_Description of the task_
Please reproduce exactly the lines from the start of the records through the one containing "pub(crate) fn accepts(&self, name: &str, is_dir: bool)", and nothing more.

Stored data entries:

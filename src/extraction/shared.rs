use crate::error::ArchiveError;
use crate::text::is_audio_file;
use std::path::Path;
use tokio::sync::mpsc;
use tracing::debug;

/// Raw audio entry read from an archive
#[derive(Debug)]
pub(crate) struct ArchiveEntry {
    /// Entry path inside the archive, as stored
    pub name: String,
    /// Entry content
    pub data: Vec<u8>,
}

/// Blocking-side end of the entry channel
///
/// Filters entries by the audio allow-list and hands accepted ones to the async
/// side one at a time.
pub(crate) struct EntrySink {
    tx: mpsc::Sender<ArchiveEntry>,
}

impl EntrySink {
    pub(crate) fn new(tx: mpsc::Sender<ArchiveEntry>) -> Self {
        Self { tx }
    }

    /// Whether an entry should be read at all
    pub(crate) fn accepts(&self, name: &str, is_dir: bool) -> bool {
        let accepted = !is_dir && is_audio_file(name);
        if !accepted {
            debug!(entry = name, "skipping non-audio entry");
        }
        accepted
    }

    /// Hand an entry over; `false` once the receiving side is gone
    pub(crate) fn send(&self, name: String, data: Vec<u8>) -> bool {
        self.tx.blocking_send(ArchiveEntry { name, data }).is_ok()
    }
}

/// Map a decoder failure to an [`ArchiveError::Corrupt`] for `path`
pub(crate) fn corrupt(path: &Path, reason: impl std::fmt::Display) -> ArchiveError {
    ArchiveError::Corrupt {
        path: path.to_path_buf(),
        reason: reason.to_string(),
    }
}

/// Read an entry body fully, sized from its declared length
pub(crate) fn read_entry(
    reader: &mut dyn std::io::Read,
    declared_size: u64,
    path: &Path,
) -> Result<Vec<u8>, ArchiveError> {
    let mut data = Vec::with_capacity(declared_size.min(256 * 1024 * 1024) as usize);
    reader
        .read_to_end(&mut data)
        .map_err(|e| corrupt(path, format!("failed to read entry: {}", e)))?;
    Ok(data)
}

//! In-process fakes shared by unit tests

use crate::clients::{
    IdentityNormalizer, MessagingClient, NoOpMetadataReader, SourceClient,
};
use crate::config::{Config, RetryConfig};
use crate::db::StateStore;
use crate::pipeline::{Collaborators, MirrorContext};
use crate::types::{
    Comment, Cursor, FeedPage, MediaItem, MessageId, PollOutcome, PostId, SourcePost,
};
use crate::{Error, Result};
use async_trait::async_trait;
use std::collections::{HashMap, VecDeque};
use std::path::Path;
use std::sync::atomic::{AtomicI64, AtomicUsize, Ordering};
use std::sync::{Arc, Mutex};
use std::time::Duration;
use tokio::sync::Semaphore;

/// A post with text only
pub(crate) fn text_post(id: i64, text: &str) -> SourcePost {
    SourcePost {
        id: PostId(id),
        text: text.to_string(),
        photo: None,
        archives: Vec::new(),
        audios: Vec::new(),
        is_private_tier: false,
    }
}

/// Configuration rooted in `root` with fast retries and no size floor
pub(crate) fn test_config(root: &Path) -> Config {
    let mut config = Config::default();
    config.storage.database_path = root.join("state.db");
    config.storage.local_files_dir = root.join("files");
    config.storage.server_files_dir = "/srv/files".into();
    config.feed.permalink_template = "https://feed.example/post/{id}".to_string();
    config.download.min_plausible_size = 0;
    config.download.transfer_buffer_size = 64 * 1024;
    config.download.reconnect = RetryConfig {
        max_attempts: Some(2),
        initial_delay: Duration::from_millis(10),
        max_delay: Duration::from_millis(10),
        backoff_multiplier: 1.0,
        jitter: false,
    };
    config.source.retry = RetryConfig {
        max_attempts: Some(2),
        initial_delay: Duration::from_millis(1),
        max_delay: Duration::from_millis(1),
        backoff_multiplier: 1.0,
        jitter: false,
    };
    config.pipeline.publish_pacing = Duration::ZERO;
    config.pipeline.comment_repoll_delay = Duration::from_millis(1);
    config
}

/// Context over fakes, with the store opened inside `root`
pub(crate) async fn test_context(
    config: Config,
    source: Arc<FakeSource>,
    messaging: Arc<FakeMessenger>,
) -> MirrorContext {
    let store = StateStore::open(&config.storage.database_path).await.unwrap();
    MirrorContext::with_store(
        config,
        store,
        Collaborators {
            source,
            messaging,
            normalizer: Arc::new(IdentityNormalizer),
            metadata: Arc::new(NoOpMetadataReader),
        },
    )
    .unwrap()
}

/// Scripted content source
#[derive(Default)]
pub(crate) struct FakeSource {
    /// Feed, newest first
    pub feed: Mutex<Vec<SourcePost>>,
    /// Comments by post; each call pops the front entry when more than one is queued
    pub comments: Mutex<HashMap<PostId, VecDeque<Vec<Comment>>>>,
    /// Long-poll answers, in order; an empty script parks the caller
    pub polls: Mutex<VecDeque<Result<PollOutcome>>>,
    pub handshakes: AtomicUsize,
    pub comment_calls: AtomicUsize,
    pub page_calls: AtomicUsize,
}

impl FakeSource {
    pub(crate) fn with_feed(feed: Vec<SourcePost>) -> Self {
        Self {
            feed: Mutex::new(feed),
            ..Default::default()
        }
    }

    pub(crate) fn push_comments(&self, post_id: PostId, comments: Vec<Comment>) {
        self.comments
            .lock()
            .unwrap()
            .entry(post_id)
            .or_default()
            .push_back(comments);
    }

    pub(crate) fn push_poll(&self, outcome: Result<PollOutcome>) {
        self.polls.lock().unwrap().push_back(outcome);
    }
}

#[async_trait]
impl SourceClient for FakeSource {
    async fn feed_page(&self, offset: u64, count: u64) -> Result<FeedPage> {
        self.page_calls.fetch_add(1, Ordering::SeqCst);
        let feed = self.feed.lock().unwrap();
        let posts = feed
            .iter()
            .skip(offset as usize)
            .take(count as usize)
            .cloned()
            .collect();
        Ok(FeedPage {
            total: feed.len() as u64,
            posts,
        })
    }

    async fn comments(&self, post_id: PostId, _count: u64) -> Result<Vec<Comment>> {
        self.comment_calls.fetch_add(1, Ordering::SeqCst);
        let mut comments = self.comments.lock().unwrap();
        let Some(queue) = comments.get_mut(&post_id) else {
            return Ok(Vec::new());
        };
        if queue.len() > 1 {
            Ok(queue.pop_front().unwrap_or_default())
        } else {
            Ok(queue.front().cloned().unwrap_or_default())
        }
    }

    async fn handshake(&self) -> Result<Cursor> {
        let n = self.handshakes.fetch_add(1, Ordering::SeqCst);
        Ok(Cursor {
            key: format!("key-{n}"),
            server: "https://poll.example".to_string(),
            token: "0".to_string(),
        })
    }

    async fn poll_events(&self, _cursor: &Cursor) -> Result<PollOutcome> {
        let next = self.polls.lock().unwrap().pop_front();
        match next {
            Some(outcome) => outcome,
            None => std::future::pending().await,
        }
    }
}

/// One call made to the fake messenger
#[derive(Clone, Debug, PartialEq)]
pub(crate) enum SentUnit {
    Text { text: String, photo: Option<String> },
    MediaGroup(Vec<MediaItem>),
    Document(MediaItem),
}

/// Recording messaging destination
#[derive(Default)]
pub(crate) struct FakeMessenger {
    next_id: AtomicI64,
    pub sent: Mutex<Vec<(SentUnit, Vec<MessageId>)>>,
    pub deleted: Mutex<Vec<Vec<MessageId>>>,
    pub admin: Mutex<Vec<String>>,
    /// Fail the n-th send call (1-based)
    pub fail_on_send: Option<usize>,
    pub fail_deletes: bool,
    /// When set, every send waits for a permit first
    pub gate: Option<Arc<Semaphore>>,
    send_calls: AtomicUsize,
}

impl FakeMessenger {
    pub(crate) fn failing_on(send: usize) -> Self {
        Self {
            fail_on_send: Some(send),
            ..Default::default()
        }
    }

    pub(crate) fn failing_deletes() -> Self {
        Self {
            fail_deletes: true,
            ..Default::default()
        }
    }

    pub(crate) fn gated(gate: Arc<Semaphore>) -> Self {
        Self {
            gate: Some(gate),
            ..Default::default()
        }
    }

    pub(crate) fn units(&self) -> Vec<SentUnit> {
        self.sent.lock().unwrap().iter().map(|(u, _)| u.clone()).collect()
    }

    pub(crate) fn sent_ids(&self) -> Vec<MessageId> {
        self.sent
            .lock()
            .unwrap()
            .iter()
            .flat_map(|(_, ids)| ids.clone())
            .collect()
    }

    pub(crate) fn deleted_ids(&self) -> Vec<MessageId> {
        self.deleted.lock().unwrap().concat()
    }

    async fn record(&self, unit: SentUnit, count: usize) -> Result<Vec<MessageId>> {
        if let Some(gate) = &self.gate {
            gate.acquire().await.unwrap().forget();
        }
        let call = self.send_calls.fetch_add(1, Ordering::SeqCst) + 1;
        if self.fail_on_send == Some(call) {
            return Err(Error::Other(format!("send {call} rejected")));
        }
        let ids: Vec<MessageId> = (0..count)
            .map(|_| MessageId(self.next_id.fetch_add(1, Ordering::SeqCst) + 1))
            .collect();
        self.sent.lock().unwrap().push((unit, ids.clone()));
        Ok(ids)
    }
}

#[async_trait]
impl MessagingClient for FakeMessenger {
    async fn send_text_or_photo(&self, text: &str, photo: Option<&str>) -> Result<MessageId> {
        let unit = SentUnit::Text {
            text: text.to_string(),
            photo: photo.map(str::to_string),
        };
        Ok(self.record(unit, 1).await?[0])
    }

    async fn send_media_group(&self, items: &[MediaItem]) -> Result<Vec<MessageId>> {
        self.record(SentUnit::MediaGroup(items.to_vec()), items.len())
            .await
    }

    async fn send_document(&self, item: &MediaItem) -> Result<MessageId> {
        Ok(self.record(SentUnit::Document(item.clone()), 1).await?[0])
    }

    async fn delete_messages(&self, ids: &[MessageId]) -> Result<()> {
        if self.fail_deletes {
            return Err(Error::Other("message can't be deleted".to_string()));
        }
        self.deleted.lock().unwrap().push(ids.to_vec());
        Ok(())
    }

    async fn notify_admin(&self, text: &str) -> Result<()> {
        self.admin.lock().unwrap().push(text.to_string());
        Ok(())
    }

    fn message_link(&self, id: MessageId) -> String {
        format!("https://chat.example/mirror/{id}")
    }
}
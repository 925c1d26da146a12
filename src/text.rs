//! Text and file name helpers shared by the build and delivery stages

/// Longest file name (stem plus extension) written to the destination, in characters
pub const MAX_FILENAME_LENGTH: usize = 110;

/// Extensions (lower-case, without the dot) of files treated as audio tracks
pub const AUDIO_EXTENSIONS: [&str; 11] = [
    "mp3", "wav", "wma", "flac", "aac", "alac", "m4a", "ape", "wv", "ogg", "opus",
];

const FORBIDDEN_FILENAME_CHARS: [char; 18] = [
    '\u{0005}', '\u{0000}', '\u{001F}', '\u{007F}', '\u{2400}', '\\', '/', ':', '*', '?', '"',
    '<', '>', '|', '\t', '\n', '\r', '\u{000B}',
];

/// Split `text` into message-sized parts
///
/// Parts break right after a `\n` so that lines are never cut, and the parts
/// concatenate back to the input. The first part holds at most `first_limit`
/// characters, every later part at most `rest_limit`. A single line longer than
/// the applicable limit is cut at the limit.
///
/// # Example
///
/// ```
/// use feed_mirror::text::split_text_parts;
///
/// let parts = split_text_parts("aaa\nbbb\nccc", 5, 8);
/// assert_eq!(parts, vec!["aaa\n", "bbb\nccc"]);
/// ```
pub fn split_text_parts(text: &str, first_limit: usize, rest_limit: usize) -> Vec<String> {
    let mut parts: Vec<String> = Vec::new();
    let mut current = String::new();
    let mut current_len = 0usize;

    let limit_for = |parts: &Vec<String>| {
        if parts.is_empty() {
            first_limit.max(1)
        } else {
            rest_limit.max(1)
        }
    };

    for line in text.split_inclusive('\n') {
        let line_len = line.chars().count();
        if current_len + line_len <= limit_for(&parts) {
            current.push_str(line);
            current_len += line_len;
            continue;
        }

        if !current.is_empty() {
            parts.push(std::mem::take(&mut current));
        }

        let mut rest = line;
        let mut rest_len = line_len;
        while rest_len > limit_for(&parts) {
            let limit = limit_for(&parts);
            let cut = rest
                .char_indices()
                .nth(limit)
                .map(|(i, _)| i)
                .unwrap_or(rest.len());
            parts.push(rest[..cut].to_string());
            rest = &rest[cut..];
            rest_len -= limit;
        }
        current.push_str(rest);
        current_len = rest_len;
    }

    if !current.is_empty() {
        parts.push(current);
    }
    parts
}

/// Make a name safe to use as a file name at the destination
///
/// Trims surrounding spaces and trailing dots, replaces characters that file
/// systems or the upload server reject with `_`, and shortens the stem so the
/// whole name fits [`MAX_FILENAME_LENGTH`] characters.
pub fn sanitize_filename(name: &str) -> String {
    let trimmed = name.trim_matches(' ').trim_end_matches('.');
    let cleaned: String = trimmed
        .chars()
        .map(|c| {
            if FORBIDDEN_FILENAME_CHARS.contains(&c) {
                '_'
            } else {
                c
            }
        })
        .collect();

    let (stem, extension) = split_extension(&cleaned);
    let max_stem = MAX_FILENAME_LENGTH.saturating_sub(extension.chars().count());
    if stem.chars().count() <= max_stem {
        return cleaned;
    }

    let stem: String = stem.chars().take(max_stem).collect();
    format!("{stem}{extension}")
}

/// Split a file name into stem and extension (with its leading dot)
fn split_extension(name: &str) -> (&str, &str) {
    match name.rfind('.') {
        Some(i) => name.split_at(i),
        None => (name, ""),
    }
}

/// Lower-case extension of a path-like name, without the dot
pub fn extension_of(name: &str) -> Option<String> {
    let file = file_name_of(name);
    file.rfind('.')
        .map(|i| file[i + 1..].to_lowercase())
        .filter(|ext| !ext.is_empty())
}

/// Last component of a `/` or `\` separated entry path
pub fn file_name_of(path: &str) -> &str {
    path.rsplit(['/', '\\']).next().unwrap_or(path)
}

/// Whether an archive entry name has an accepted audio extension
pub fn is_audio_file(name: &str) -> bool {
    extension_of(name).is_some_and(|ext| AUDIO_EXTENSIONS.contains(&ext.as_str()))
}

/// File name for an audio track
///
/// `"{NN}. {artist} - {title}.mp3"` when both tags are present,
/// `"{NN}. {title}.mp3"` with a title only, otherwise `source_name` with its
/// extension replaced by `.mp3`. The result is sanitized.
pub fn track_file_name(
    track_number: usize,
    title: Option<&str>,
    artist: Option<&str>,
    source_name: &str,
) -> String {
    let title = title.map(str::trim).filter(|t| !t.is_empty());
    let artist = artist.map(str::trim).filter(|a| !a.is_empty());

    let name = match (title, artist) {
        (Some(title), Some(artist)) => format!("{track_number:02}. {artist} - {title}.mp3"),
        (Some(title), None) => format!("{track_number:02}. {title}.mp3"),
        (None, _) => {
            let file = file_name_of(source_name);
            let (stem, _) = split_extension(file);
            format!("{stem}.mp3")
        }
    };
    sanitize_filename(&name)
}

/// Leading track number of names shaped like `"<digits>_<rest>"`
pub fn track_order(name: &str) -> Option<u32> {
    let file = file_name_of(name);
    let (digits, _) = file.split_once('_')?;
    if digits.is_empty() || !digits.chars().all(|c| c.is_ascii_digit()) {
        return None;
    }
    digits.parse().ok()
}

_Exercise answer_
filename src/extraction/shared.rs
use crate::error::ArchiveError;
use crate::text::is_audio_file;
use std::path::Path;
use tokio::sync::mpsc;
use tracing::debug;

/// Raw audio entry read from an archive
#[derive(Debug)]
pub(crate) struct ArchiveEntry {
    /// Entry path inside the archive, as stored
    pub name: String,
    /// Entry content
    pub data: Vec<u8>,
}

/// Blocking-side end of the entry channel
///
/// Filters entries by the audio allow-list and hands accepted ones to the async
/// side one at a time.
pub(crate) struct EntrySink {
    tx: mpsc::Sender<ArchiveEntry>,
}

impl EntrySink {
    pub(crate) fn new(tx: mpsc::Sender<ArchiveEntry>) -> Self {
        Self { tx }
    }

    /// Whether an entry should be read at all
    pub(crate) fn accepts(&self, name: &str, is_dir: bool) -> bool {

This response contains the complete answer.